▶ [Input]:

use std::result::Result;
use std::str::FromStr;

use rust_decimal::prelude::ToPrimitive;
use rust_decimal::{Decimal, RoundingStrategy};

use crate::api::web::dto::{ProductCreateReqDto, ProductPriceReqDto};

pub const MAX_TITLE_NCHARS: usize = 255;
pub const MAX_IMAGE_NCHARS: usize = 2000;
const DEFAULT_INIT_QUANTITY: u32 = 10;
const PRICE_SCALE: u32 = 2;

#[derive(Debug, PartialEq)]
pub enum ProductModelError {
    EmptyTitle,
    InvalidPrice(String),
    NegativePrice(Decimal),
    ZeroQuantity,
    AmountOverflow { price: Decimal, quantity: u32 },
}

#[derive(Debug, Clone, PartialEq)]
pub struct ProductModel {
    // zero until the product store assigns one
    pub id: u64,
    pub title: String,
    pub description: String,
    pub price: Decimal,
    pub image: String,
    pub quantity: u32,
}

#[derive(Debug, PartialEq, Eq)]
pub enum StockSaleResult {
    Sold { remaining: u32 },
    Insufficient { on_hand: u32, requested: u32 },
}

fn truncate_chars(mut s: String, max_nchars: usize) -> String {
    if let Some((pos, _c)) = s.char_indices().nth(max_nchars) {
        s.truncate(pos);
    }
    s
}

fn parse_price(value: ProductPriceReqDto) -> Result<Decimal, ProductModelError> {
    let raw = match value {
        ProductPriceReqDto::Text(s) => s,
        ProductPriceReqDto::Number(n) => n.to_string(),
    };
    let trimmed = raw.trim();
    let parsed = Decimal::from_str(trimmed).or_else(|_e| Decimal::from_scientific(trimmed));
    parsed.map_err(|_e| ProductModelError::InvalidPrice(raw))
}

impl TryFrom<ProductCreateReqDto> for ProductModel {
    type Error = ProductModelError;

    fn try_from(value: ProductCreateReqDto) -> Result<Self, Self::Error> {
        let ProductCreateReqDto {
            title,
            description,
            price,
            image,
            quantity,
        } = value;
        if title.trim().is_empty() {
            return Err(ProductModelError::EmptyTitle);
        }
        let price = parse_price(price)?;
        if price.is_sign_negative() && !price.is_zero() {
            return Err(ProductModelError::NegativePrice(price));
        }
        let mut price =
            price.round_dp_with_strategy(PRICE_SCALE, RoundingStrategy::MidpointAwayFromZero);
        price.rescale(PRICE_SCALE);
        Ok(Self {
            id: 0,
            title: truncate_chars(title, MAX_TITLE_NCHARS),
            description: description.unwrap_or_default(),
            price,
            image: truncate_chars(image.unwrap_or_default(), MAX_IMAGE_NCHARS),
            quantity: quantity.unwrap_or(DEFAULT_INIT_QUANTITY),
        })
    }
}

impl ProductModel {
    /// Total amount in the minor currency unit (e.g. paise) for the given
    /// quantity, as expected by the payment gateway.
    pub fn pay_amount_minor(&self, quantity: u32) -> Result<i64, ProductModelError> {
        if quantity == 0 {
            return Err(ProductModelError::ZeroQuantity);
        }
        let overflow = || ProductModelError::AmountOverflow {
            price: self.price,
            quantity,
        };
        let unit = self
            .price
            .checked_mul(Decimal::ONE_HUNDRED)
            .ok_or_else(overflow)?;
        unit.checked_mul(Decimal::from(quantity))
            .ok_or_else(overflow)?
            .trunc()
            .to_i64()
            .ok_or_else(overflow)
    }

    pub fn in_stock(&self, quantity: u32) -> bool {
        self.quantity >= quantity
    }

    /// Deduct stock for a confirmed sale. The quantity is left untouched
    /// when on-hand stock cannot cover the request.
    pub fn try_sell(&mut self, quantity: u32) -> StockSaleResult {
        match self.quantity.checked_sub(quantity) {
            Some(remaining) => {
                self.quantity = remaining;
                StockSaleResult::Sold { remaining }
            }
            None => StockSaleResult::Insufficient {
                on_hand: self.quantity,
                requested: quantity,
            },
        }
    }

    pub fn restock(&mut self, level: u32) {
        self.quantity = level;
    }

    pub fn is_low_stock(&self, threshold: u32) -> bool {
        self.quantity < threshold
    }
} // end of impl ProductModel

▶ [Your goal]: With the line containing "self.quantity = level;" as the start and the last line of the listing as the end, restate that stretch word for word and nothing else.

▶ [Written solution]:
        self.quantity = level;
    }

    pub fn is_low_stock(&self, threshold: u32) -> bool {
        self.quantity < threshold
    }
} // end of impl ProductModel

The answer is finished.